Even though the album wedges distinctly baroque
chamber-rock epistles like "Look a Ghost
in the Eye" and "Magic Power"
alongside folkier outings like "Dryad and
the Mule," it's still being tagged with
the handle that's replaced 'emo' as the irritating
buzzword du jour: prog. "Maybe there's
a Helium record that was kind of like that.
I don't think of myself that way, but I don't
have any control over what people say. I think
you could call some of Ash's (Bowie, her Helium
bandmate) music prog-rock-- I think maybe that's
where it came from." (Bowie's since relocated
to the West Coast, resurfaced under under the
nom de song Libraness, released a sonic atrocity
called Yesterday ... And Tomorrow's Shells in
2000 and promptly vanished into thin air.) Although
he guested on Timony's solo debut, Mountains
alongside the Sea and Cake's John McEntire,
he's notably absent on The Golden Dove. Stepping
in to replace him are drummer and percussionist
Miguel Urbiztondo, who's appeared on several
Cracker outings; bassist/trumpeter Jeff Goddard,
who's logged studio time with the Ivory Coast
and Come; and cellist Amy Domingues, who's worked
with Fugazi, Jets to Brazil and Edith Frost.

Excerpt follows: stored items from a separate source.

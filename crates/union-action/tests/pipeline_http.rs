use std::sync::Arc;
use std::time::Duration;

use serde_json::json;
use union_action::chatops::UnionActionClient;
use union_action::config::SurveyConfig;
use union_action::intake::ComplaintContext;
use union_action::pipeline::{backend_router, UnionActionService};
use union_action::survey::deployer_from_config;

async fn spawn_backend(config: SurveyConfig) -> String {
    let deployer = deployer_from_config(&config).expect("deployer");
    let service = Arc::new(UnionActionService::new(deployer, config));
    let listener = tokio::net::TcpListener::bind("127.0.0.1:0")
        .await
        .expect("bind");
    let addr = listener.local_addr().expect("addr");
    tokio::spawn(async move {
        let _ = axum::serve(listener, backend_router(service)).await;
    });
    format!("http://{addr}")
}

fn client(base_url: String, context: ComplaintContext) -> UnionActionClient {
    UnionActionClient::new(base_url, Duration::from_secs(5), context).expect("client")
}

#[tokio::test]
async fn client_drives_both_steps_against_live_backend() {
    let base_url = spawn_backend(SurveyConfig::default()).await;
    let client = client(base_url, ComplaintContext::default());

    let report = client
        .escalate_to_ethics(
            "447700900123",
            "I was denied training despite requests",
            "Training can be denied when convenient",
        )
        .await
        .expect("escalation");
    assert_eq!(report["universalizability_test"]["verdict"], "FAILURE");
    assert_eq!(report["humanity_formula_test"]["verdict"], "VIOLATION");

    let deployment = client
        .generate_koers_survey("447700900123", report)
        .await
        .expect("survey");
    assert_eq!(deployment["module_list"][0], "core");
    assert_eq!(deployment["validation_status"], "passed");
    let modules = deployment["module_list"].as_array().map(Vec::len).unwrap_or(0);
    assert_eq!(deployment["item_count"], json!(7 + 5 * (modules - 1)));
}

#[tokio::test]
async fn configured_context_reaches_the_analysis() {
    let base_url = spawn_backend(SurveyConfig::default()).await;
    let context = ComplaintContext {
        pressures: "Cost reduction pressures".to_string(),
        duties: "Professional standards expected of all staff".to_string(),
        actor_role: "Porter".to_string(),
        experience: "Felt ignored".to_string(),
    };

    let report = client(base_url, context)
        .escalate_to_ethics("wf", "Rota changed", "Rotas are published weekly")
        .await
        .expect("escalation");

    assert_eq!(report["autonomy_test"]["verdict"], "VIOLATION");
    assert_eq!(report["case_input"]["actor_role"], "Porter");
}

#[tokio::test]
async fn backend_rejection_surfaces_as_status_error() {
    let base_url = spawn_backend(SurveyConfig::default()).await;

    let error = client(base_url, ComplaintContext::default())
        .generate_koers_survey("wf", json!({"summary": "no verdicts"}))
        .await
        .expect_err("rejected");

    match error {
        union_action::chatops::ClientError::Status { status, body } => {
            assert_eq!(status, 422);
            assert!(body.contains("TRANSFORMATION_FAILED"));
        }
        other => panic!("expected status error, got {other:?}"),
    }
}

#[tokio::test]
async fn health_check_reads_backend_status() {
    let base_url = spawn_backend(SurveyConfig::default()).await;

    let health = client(base_url, ComplaintContext::default())
        .health_check()
        .await
        .expect("health");

    assert_eq!(health["status"], "healthy");
}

Even though it's more of a one-woman effort
than Mountains, Timony did split production
duties with Sparklehorse mainman Mark Linkous
and Al Weatherhead, who twiddled the knobs on
Clem Snide's Ghost of Fashion LP.
"It was the best recording experience
I'd ever had, with Al Weatherhead. He was amazing,"
Timony enthuses. "That was the best part
for me, just working with someone who was totally
competent and really talented. I'm not sure
how much it had to do with just our connection
being good, although that was good too, but
it really was just that he's a great engineer
and producer. He's both really artistic and
really technical. That's kind of rare to find
someone who's an engineer who's like that, I've
found. So I'm really psyched that I've met him."
And even though the album was halfway to completion
by the time Linkous entered the picture, "he
added some overdubs, like keyboard overdubs
and synthesizer sounds, and he had some good
suggestions. There are actually a bunch of songs
that didn't end up on the record. And then there
were songs that I didn't even end up recording.
So those were more challenging. When you work
harder on something, sometimes it doesn't come
out as well. I might remix them later or something."
And her "Blood Tree" target? "I'll
probably never talk to him again."
Unless, of course, he burns those pictures.